One Summer in Italy, by Sue Moorcroft: #BookReview.

368 pages

Genre Fiction/Holidays

Intending to visit Italy, I bought a copy of Lonely Planet’s ‘Italy’. Along with other recommendations resulting from that purchase, Sue Moorcroft’s ‘One Summer in Italy’ came up. I thought it might be fun to read this as I lay sunbathing by the pool at the latter end of our visit. Italy, however, had other ideas. The September stays in Rome, Florence, and Stresa, by Lake Maggiore, were so full of interest that I never did lounge by any pool!

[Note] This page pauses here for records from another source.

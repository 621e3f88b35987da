use axum::http::StatusCode;
use axum::response::{IntoResponse, Response};
use axum::Json;
use serde::Serialize;
use thiserror::Error;
use crate::repositories::maps_repo::MapsError;

#[derive(Debug, Error)]
pub enum LookupError {
    #[error("Location not found")]
    LocationNotFound,

    #[error("Latitude and longitude required")]
    MissingCoordinates,

    #[error("{0}")]
    InvalidParameter(String),

    #[error("API key has referer restrictions. Please update API key settings in Google Cloud Console to allow server-side requests.")]
    ApiRestricted,

    #[error(transparent)]
    Upstream(#[from] MapsError),
}

#[derive(Serialize)]
struct ErrorResponse {
    error: String,
}

impl LookupError {
    pub fn status_code(&self) -> StatusCode {
        match self {
            LookupError::LocationNotFound => StatusCode::NOT_FOUND,
            LookupError::MissingCoordinates | LookupError::InvalidParameter(_) => {
                StatusCode::BAD_REQUEST
            }
            LookupError::ApiRestricted | LookupError::Upstream(_) => {
                StatusCode::INTERNAL_SERVER_ERROR
            }
        }
    }
}

impl IntoResponse for LookupError {
    fn into_response(self) -> Response {
        let status = self.status_code();
        let body = Json(ErrorResponse {
            error: self.to_string(),
        });

        (status, body).into_response()
    }
}
use std::time::Duration;
use anyhow::Context;
use async_trait::async_trait;
use reqwest::Client;
use serde::de::DeserializeOwned;
use serde::Deserialize;
use serde_json::Value;
use tracing::debug;
use crate::models::place::{GeocodeCandidate, Location, PlaceDetails, PlaceSummary};
use crate::repositories::maps_repo::{MapsError, MapsRepo};

const GEOCODE_PATH: &str = "/maps/api/geocode/json";
const NEARBY_SEARCH_PATH: &str = "/maps/api/place/nearbysearch/json";
const PLACE_DETAILS_PATH: &str = "/maps/api/place/details/json";

#[derive(Deserialize)]
struct ResultsEnvelope<T> {
    status: String,
    error_message: Option<String>,
    #[serde(default = "Vec::new")]
    results: Vec<T>,
}

#[derive(Deserialize)]
struct ResultEnvelope<T> {
    status: String,
    error_message: Option<String>,
    result: Option<T>,
}

pub struct GoogleMapsRepo {
    client: Client,
    base_url: String,
    api_key: String,
}

impl GoogleMapsRepo {
    pub fn new(
        base_url: &str,
        api_key: &str,
        timeout: Duration,
    ) -> anyhow::Result<Self> {
        let client = Client::builder()
            .timeout(timeout)
            .build()
            .context("Failed to build the Maps HTTP client")?;

        Ok(Self {
            client,
            base_url: base_url.trim_end_matches('/').to_string(),
            api_key: api_key.to_string(),
        })
    }

    async fn get_json<T: DeserializeOwned>(
        &self,
        path: &str,
        params: &[(&str, String)],
    ) -> Result<T, MapsError> {
        let url = format!("{}{}", self.base_url, path);
        debug!("Calling Maps endpoint {}", path);

        // The key travels in the query string, so strip the URL from errors.
        let response = self.client
            .get(&url)
            .query(params)
            .query(&[("key", &self.api_key)])
            .send()
            .await
            .and_then(|response| response.error_for_status())
            .map_err(|e| MapsError::Transport(e.without_url()))?;

        response
            .json::<T>()
            .await
            .map_err(|e| MapsError::Transport(e.without_url()))
    }
}

#[async_trait]
impl MapsRepo for GoogleMapsRepo {
    async fn geocode(&self, address: &str) -> Result<Vec<GeocodeCandidate>, MapsError> {
        let envelope: ResultsEnvelope<GeocodeCandidate> = self
            .get_json(GEOCODE_PATH, &[("address", address.to_string())])
            .await?;

        MapsError::check_status(&envelope.status, envelope.error_message.as_deref())?;
        Ok(envelope.results)
    }

    async fn places_nearby(
        &self,
        location: Location,
        radius: u32,
        place_type: &str,
        limit: usize,
    ) -> Result<Vec<PlaceSummary>, MapsError> {
        let envelope: ResultsEnvelope<Value> = self
            .get_json(
                NEARBY_SEARCH_PATH,
                &[
                    ("location", format!("{},{}", location.lat, location.lng)),
                    ("radius", radius.to_string()),
                    ("type", place_type.to_string()),
                ],
            )
            .await?;

        MapsError::check_status(&envelope.status, envelope.error_message.as_deref())?;
        envelope.results
            .into_iter()
            .take(limit)
            .map(|result| {
                serde_json::from_value::<PlaceSummary>(result)
                    .map_err(|e| MapsError::Incomplete(format!("malformed nearby result: {}", e)))
            })
            .collect()
    }

    async fn place_details(
        &self,
        place_id: &str,
        fields: &[&str],
    ) -> Result<PlaceDetails, MapsError> {
        let envelope: ResultEnvelope<PlaceDetails> = self
            .get_json(
                PLACE_DETAILS_PATH,
                &[
                    ("place_id", place_id.to_string()),
                    ("fields", fields.join(",")),
                ],
            )
            .await?;

        MapsError::check_status(&envelope.status, envelope.error_message.as_deref())?;
        Ok(envelope.result.unwrap_or_default())
    }
}
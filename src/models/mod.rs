pub mod cafe;
pub mod place;
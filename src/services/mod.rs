pub mod cafe_service;
pub mod google_maps_repo;
pub mod maps_repo;
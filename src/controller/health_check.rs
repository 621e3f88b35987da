use axum::http::StatusCode;
use axum::routing::get;
use axum::Router;

pub fn router() -> Router {
    Router::new().route("/health", get(get_health_check))
}

/// Liveness check; does not touch the Maps API.
async fn get_health_check() -> Result<StatusCode, StatusCode>
{
    Ok(StatusCode::OK)
}
use std::sync::Arc;
use axum::{Extension, Json, Router};
use axum::extract::Query;
use axum::extract::rejection::{JsonRejection, QueryRejection};
use axum::http::StatusCode;
use axum::response::IntoResponse;
use axum::routing::{get, post};
use tracing::warn;
use crate::config::DEFAULT_LOCATION;
use crate::controller::AppState;
use crate::error::LookupError;
use crate::models::cafe::{
    resolve_radius, CafeSearchParams, CafeSearchResponse, NearbyCafesBody, NearbyCafesResponse,
};
use crate::services::cafe_service::CafeLookupService;

pub fn router(app_state: AppState) -> Router {
    Router::new()
        .route("/api/cafes", get(search_cafes))
        .route("/api/cafes/nearby", post(search_nearby_cafes))
        .route_layer(Extension(app_state.cafe_service))
}

pub async fn search_cafes(
    Extension(cafe_service): Extension<Arc<CafeLookupService>>,
    query: Result<Query<CafeSearchParams>, QueryRejection>,
) -> impl IntoResponse {
    let Query(params) = match query {
        Ok(query) => query,
        Err(e) => {
            warn!("Rejected cafe search parameters: {}", e);
            return LookupError::InvalidParameter(e.body_text()).into_response();
        }
    };

    let location = params.location
        .filter(|location| !location.trim().is_empty())
        .unwrap_or_else(|| DEFAULT_LOCATION.to_string());
    let radius = match resolve_radius(params.radius) {
        Ok(radius) => radius,
        Err(e) => return e.into_response(),
    };

    let lookup_res = cafe_service
        .lookup_by_location(&location, radius)
        .await;

    return match lookup_res {
        Ok((coordinates, cafes)) => {
            (
                StatusCode::OK,
                Json(CafeSearchResponse {
                    cafes,
                    location,
                    coordinates,
                }),
            ).into_response()
        }
        Err(e) => {
            warn!("Something went wrong looking up cafes near '{}' due to: {}", location, e);
            e.into_response()
        }
    };
}

pub async fn search_nearby_cafes(
    Extension(cafe_service): Extension<Arc<CafeLookupService>>,
    body: Result<Json<NearbyCafesBody>, JsonRejection>,
) -> impl IntoResponse {
    let Json(body) = match body {
        Ok(body) => body,
        Err(e) => {
            // Only syntax or content-type problems reach here; field types
            // are checked below.
            warn!("Rejected nearby cafes body: {}", e);
            return LookupError::MissingCoordinates.into_response();
        }
    };

    let coordinates = match body.coordinates() {
        Ok(coordinates) => coordinates,
        Err(e) => return e.into_response(),
    };
    let radius = match body.radius() {
        Ok(radius) => radius,
        Err(e) => return e.into_response(),
    };

    let lookup_res = cafe_service
        .lookup_by_coordinates(coordinates, radius)
        .await;

    return match lookup_res {
        Ok(cafes) => {
            (
                StatusCode::OK,
                Json(NearbyCafesResponse {
                    cafes,
                    coordinates,
                }),
            ).into_response()
        }
        Err(e) => {
            warn!("Something went wrong looking up cafes near ({}, {}) due to: {}", coordinates.lat, coordinates.lng, e);
            e.into_response()
        }
    };
}
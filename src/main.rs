use std::sync::Arc;
use std::time::Duration;
use clap::Parser;
use dotenv::dotenv;
use cafe_lookup_backend::config::Config;
use cafe_lookup_backend::controller::{self, AppState};
use cafe_lookup_backend::repositories::google_maps_repo::GoogleMapsRepo;
use cafe_lookup_backend::services::cafe_service::CafeLookupService;

#[tokio::main]
async fn main() -> anyhow::Result<()> {
    dotenv().ok();
    tracing_subscriber::fmt::init();

    let config = Config::parse();
    config.validate()?;

    let maps_repo = Arc::new(GoogleMapsRepo::new(
        &config.maps_base_url,
        &config.google_maps_api_key,
        Duration::from_secs(config.upstream_timeout_secs),
    )?);

    let app_state = AppState {
        cafe_service: Arc::new(CafeLookupService::new(maps_repo, &config)),
        google_maps_api_key: config.google_maps_api_key.clone(),
    };

    controller::serve(app_state, &config).await
}
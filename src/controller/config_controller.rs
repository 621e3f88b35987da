use axum::{Extension, Json, Router};
use axum::response::IntoResponse;
use axum::routing::get;
use serde::{Deserialize, Serialize};
use crate::controller::AppState;

pub fn router(app_state: AppState) -> Router {
    Router::new()
        .route("/api/config", get(retrieve_frontend_config))
        .route_layer(Extension(FrontendConfig {
            google_maps_api_key: app_state.google_maps_api_key,
        }))
}

#[derive(Clone, Serialize, Deserialize, Debug)]
#[serde(rename_all = "camelCase")]
pub struct FrontendConfig {
    pub google_maps_api_key: String,
}

/// Hands the browser the key it needs to load the Maps JS widget.
pub async fn retrieve_frontend_config(
    Extension(frontend_config): Extension<FrontendConfig>,
) -> impl IntoResponse {
    Json(frontend_config)
}
use axum::http::StatusCode;
use axum::response::IntoResponse;
use axum::Json;
use serde_json::json;

pub async fn page_not_found_handler() -> impl IntoResponse {
    (StatusCode::NOT_FOUND, Json(json!({ "error": "Not found" })))
}
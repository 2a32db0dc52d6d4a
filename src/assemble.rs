//! Mapping a partition back onto sentence text.

use crate::optimal::Partition;
use crate::paragraph::Paragraph;

/// Assemble paragraphs from sentences and a partition over them.
///
/// Each segment's sentences are joined with a single space and trimmed.
/// Output length equals the partition's segment count; no sentence is
/// duplicated or dropped, and document order is preserved.
///
/// # Panics
///
/// Panics if the partition does not cover exactly `sentences.len()`
/// sentences.
///
/// ## Example
///
/// ```rust
/// use stanza::{assemble, Partition};
///
/// let sentences = vec![
///     "The cat sat.".to_string(),
///     "It was sunny.".to_string(),
///     "Stocks fell.".to_string(),
/// ];
/// let paragraphs = assemble(&sentences, &Partition::identity(3));
/// assert_eq!(paragraphs.len(), 3);
/// assert_eq!(paragraphs[1].text, "It was sunny.");
/// ```
#[must_use]
pub fn assemble(sentences: &[String], partition: &Partition) -> Vec<Paragraph> {
    assert_eq!(
        partition.len(),
        sentences.len(),
        "partition covers {} sentences, got {}",
        partition.len(),
        sentences.len()
    );

    partition
        .ranges()
        .enumerate()
        .map(|(index, range)| {
            let text = sentences[range.clone()].join(" ");
            Paragraph::new(text.trim(), range.start, range.end, index)
        })
        .collect()
}

#[cfg(test)]
mod tests {
    use super::*;

    fn sentences() -> Vec<String> {
        ["One.", "Two.", "Three.", "Four.", "Five."]
            .iter()
            .map(ToString::to_string)
            .collect()
    }

    #[test]
    fn test_join_with_single_space() {
        let partition = Partition::whole(5);
        let paragraphs = assemble(&sentences(), &partition);
        assert_eq!(paragraphs.len(), 1);
        assert_eq!(paragraphs[0].text, "One. Two. Three. Four. Five.");
        assert_eq!(paragraphs[0].span(), 0..5);
    }

    #[test]
    fn test_no_loss_no_duplication() {
        let partition = Partition::identity(5);
        let paragraphs = assemble(&sentences(), &partition);
        assert_eq!(paragraphs.len(), 5);
        for (i, p) in paragraphs.iter().enumerate() {
            assert_eq!(p.index, i);
            assert_eq!(p.text, sentences()[i]);
        }
    }

    #[test]
    fn test_empty_input() {
        let paragraphs = assemble(&[], &Partition::identity(0));
        assert!(paragraphs.is_empty());
    }

    #[test]
    #[should_panic]
    fn test_mismatched_partition_panics() {
        let _ = assemble(&sentences(), &Partition::identity(3));
    }
}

This sweet story, elevated by inter-familial relationship issues, took me back to this romantic land. I recognised the atmosphere, natives, and love of food in Sue Moorcroft’s wonderful descriptions of the place and its people, and immediately felt I could enjoy this book despite it being clearly written with a female readership in mind.

Characters are the most important element in fiction for me: it’s how I approach my own stories. In this fascinating exploration of family secrets, tragedy, betrayal and love, the author has developed some wonderfully flawed characters who come across as real and interesting people.

Because the story is driven by the characters, it’s easy to empathise with the different players, and this is enhanced by having the story presented through more than one point of view. I was transported back to the heat, conviviality, pride, warmth, stubbornness and romance of this beautiful country and its people.

This is essentially a love story, but it is also a lot more than that. There’s a lovely build-up to the inevitable initial consummation of the passion that waits, lurking beneath the surface for the two main protagonists, resulting in a few mildly erotic passages that give a flavour of the climax without being either crude or explicit. We know, even if the pair themselves have yet to recognise, that they are not only in lust but in love.

The author cleverly, through the quibbles, moods, misfortunes and life decisions of the other characters, prevents the pair from further developing their relationship, thereby adding tension and creating that element of wanting to know what happens so that pages are turned.

I won’t spoil this for other readers by giving away the ending. But the denouement takes unexpected twists, revealing some characters in new lights and providing explanations for some of the previous actions as it builds to a satisfying and ultimately inevitable conclusion.

I thoroughly enjoyed this book.

[Any review is a personal opinion. No reviewer can represent the view of anyone else. The best we can manage is an honest reaction to any given book.]

6 Responses to “One Summer in Italy, by Sue Moorcroft: #BookReview.”

  1. noelleg44

    Sounds like it would have been perfect to read by a pool in Italy, but how nice you discovered it was just as good later! Preferably with a glass of Italian wine.